From Ramsey, born at Stafford, son of Walter & Annie BELLAMY, volunteered for service at the outbreak of the War, was promoted to Lance Corporal in December, corporal in February 1915, and went out to France in March.  By July 1915, he had been in hospital at the Boulogne Base, suffering from a severe attack of fever, from which he had recovered and was sent to convalesce at Sittingbourne, Kent.  He returned to the Front for a second time in July 1916, and was killed in action on Tuesday, 24 April 1917, aged about 23 years, and is commemorated on the Arras Memorial, which is located in the Faubourg-d’Amiens Cemetery, Arras, Pas de Calais, France.  He left a widow.   [Also on Pondersbridge memorial]

Berridge - J. W.

From a local newspaper his name appears as having enlisted in the Army by June 10th 1915 - Berridge, J. W., Huntingdonshire Cyclist Battalion.
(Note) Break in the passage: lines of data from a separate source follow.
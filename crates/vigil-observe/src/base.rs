//! [`ObservableBase`]: the reusable observer registry a domain entity embeds.

use std::cell::RefCell;
use std::fmt;
use std::rc::Rc;

use indexmap::IndexSet;

use crate::error::ObservableError;
use crate::observer::{address_of, Address, Observer, ObserverKey, SharedObserver};
use crate::policy::{DetachPolicy, DetachTrigger, NotificationPolicy, PostDetach};

/// An order-preserving, duplicate-free observer registry with failure
/// policies.
///
/// A domain entity `S` owns an `ObservableBase<S>` privately, forwards the
/// [`Observable`](crate::Observable) methods to it, and calls
/// [`notify_observers`](Self::notify_observers) after each state change.
/// Operations that invoke observer code take the owning entity as
/// `subject` so callbacks see it.
///
/// # Ordering
///
/// Observers are notified and bulk-detached in attachment order.
///
/// # Reentrancy
///
/// No internal borrow is held while observer code runs. An observer may
/// attach or detach observers on its subject from inside a callback.
/// Notification rounds and [`detach_all`](Self::detach_all) work on a
/// snapshot taken when they start: observers attached meanwhile wait for
/// the next call, and observers detached meanwhile are skipped.
///
/// # Threading
///
/// Not thread-safe: observers are `Rc`-shared and the registry sits in a
/// `RefCell`, so the type is neither `Send` nor `Sync`.
pub struct ObservableBase<S: ?Sized> {
    observers: RefCell<IndexSet<ObserverKey<S>>>,
    detach_policy: DetachPolicy<S>,
    notification_policy: NotificationPolicy<S>,
}

/// Builder for [`ObservableBase`].
///
/// Both policies default to fail-fast.
pub struct ObservableBaseBuilder<S: ?Sized> {
    detach_policy: DetachPolicy<S>,
    notification_policy: NotificationPolicy<S>,
}

impl<S: ?Sized> ObservableBaseBuilder<S> {
    /// Set the policy applied to detach-hook outcomes.
    pub fn detach_policy(mut self, policy: DetachPolicy<S>) -> Self {
        self.detach_policy = policy;
        self
    }

    /// Set the policy applied to failed change notifications.
    pub fn notification_policy(mut self, policy: NotificationPolicy<S>) -> Self {
        self.notification_policy = policy;
        self
    }

    /// Build the registry with no observers attached.
    pub fn build(self) -> ObservableBase<S> {
        ObservableBase {
            observers: RefCell::new(IndexSet::new()),
            detach_policy: self.detach_policy,
            notification_policy: self.notification_policy,
        }
    }
}

impl<S: ?Sized> ObservableBase<S> {
    /// A registry with fail-fast policies.
    pub fn new() -> Self {
        Self::builder().build()
    }

    /// Start configuring a registry.
    pub fn builder() -> ObservableBaseBuilder<S> {
        ObservableBaseBuilder {
            detach_policy: DetachPolicy::FailFast,
            notification_policy: NotificationPolicy::FailFast,
        }
    }

    /// The configured detach policy.
    pub fn detach_policy(&self) -> &DetachPolicy<S> {
        &self.detach_policy
    }

    /// The configured notification policy.
    pub fn notification_policy(&self) -> &NotificationPolicy<S> {
        &self.notification_policy
    }

    /// Add `observer` unless it is already attached.
    ///
    /// Returns `true` if it was added. Never notifies.
    pub fn attach(&self, observer: SharedObserver<S>) -> bool {
        let name = observer.name().to_owned();
        let added = self.observers.borrow_mut().insert(ObserverKey(observer));
        tracing::trace!(observer = %name, added, "attach");
        added
    }

    /// Remove `observer` and run its detach pipeline.
    ///
    /// Returns `Ok(false)` without touching any policy if the observer was
    /// not attached. Under a fail-fast policy a failing detach hook is
    /// returned as [`ObservableError::DetachHook`]; the observer is removed
    /// either way.
    pub fn detach<O: ?Sized>(&self, subject: &S, observer: &Rc<O>) -> Result<bool, ObservableError> {
        let removed = self
            .observers
            .borrow_mut()
            .shift_remove_full(&Address(address_of(observer)));
        match removed {
            Some((_, ObserverKey(observer))) => {
                self.after_detach(subject, observer, DetachTrigger::Detach)?;
                Ok(true)
            }
            None => Ok(false),
        }
    }

    /// Remove every observer, one at a time, in attachment order.
    ///
    /// Each removal runs the detach pipeline with
    /// [`DetachTrigger::DetachAll`]. Under a fail-fast policy the first
    /// hook failure stops the loop and is returned, leaving the observers
    /// after it attached. Under a handled policy every observer attached
    /// when the call started is removed; observers attached by a hook stay.
    pub fn detach_all(&self, subject: &S) -> Result<(), ObservableError> {
        for observer in self.snapshot() {
            let removed = self
                .observers
                .borrow_mut()
                .shift_take(&Address(address_of(&observer)));
            // Already detached by an earlier hook.
            let Some(ObserverKey(observer)) = removed else {
                continue;
            };
            self.after_detach(subject, observer, DetachTrigger::DetachAll)?;
        }
        Ok(())
    }

    /// `true` if `observer` is attached.
    pub fn is_observed_by<O: ?Sized>(&self, observer: &Rc<O>) -> bool {
        self.observers
            .borrow()
            .contains(&Address(address_of(observer)))
    }

    /// `true` if at least one observer is attached.
    pub fn is_observed(&self) -> bool {
        !self.observers.borrow().is_empty()
    }

    /// Number of attached observers.
    pub fn count_observers(&self) -> usize {
        self.observers.borrow().len()
    }

    /// Notify every attached observer that `subject` changed, applying the
    /// configured notification policy.
    pub fn notify_observers(&self, subject: &S) -> Result<(), ObservableError> {
        self.notify_observers_with(subject, &self.notification_policy)
    }

    /// Notify every attached observer, applying `policy` instead of the
    /// configured one for this round only.
    ///
    /// A raised failure aborts the round: observers after the failing one
    /// are not called. A suppressed failure lets the round continue.
    pub fn notify_observers_with(
        &self,
        subject: &S,
        policy: &NotificationPolicy<S>,
    ) -> Result<(), ObservableError> {
        let round = self.snapshot();
        tracing::trace!(observers = round.len(), "notify");

        for (index, observer) in round.iter().enumerate() {
            if !self.is_observed_by(observer) {
                continue;
            }
            let Err(failure) = observer.subject_changed(subject) else {
                continue;
            };
            if let Some(raised) = policy.resolve(observer.as_ref(), index, failure) {
                return Err(ObservableError::Notification {
                    index,
                    observer: observer.name().to_owned(),
                    failure: raised,
                });
            }
        }
        Ok(())
    }

    /// Strong handles to the attached observers, in order. Holding them
    /// keeps every address in the snapshot unique for the whole pass.
    fn snapshot(&self) -> Vec<SharedObserver<S>> {
        self.observers
            .borrow()
            .iter()
            .map(|key| Rc::clone(&key.0))
            .collect()
    }

    /// Run the detach hook of a removed observer and apply the detach
    /// policy to its outcome.
    fn after_detach(
        &self,
        subject: &S,
        observer: SharedObserver<S>,
        trigger: DetachTrigger,
    ) -> Result<(), ObservableError> {
        let outcome = match observer.detach_hook() {
            Some(hook) => PostDetach::from(hook.invoke(subject)),
            None => PostDetach::Ok,
        };
        tracing::trace!(
            observer = observer.name(),
            %trigger,
            panic = outcome.is_panic(),
            "detached"
        );

        match &self.detach_policy {
            DetachPolicy::FailFast => match outcome {
                PostDetach::Ok => Ok(()),
                PostDetach::Panic(failure) => Err(ObservableError::DetachHook {
                    observer: observer.name().to_owned(),
                    failure,
                }),
            },
            DetachPolicy::Handled(handler) => {
                handler(trigger, subject, &outcome);
                Ok(())
            }
        }
    }
}

impl<S: ?Sized> Default for ObservableBase<S> {
    fn default() -> Self {
        Self::new()
    }
}

impl<S: ?Sized> fmt::Debug for ObservableBase<S> {
    fn fmt(&self, f: &mut fmt::Formatter<'_>) -> fmt::Result {
        let names: Vec<String> = self
            .observers
            .borrow()
            .iter()
            .map(|key| key.0.name().to_owned())
            .collect();
        f.debug_struct("ObservableBase")
            .field("observers", &names)
            .field("detach_policy", &self.detach_policy)
            .field("notification_policy", &self.notification_policy)
            .finish()
    }
}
Berridge - Sidney Saunders

BERRIDGE,  Sidney Saunders – Private – 39292,    1st Bn. Royal Berkshire Regt.  (Princess Charlotte of Wales’s)

He was the son of Henry & Mary Elizabeth (nee INGRAM) BERRIDGE of 8 Little Whyte, Ramsey, was killed in action on Monday, 4th September 1916, aged about 18 years, and was buried in the Hebuterne Communal Cemetery, Pas de Calais, France.  Formerly 136 Hunts. Cyclist Bn.

Bishop - John Thomas

BISHOP,  John Thomas – Private – 20605, 6th Bn. Bedfordshire Regt.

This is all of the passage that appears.